[Stored data]
▬▬▬

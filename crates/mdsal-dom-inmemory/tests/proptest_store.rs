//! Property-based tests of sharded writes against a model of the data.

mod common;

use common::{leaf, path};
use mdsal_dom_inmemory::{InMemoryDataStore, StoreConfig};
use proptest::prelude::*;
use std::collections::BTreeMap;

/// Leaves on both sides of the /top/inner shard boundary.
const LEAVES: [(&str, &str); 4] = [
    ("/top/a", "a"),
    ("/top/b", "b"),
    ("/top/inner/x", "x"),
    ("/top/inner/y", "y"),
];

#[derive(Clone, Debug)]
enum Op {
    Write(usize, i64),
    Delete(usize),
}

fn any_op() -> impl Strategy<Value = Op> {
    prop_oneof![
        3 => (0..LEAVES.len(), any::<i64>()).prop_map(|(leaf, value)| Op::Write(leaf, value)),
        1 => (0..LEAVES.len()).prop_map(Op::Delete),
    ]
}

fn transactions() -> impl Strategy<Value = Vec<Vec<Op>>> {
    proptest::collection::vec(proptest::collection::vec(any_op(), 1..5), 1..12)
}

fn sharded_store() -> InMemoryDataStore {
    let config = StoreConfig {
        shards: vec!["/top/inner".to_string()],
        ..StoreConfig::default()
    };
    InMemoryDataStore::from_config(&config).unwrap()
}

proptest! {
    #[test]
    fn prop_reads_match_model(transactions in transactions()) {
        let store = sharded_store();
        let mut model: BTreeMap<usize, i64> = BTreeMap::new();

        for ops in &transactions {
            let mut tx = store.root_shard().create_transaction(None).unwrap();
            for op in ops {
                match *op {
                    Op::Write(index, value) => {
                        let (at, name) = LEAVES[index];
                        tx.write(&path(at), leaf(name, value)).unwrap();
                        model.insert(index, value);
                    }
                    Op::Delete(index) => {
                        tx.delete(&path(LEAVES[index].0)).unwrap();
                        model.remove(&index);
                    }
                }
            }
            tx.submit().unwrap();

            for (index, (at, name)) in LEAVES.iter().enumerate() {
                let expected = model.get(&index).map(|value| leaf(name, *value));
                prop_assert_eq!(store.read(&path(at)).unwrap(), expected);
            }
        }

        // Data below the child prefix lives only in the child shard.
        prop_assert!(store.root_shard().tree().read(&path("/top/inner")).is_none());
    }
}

▬▬▬

## YOUR OBJECTIVE:
Your answer must be the lines from the one that contains "prop_assert_eq!(store.read(&path(at)).unwrap(), expected);" through the last line of the entries above, copied exactly, with no other lines.

## RESPONSE TO THIS TASK:
                prop_assert_eq!(store.read(&path(at)).unwrap(), expected);
            }
        }

        // Data below the child prefix lives only in the child shard.
        prop_assert!(store.root_shard().tree().read(&path("/top/inner")).is_none());
    }
}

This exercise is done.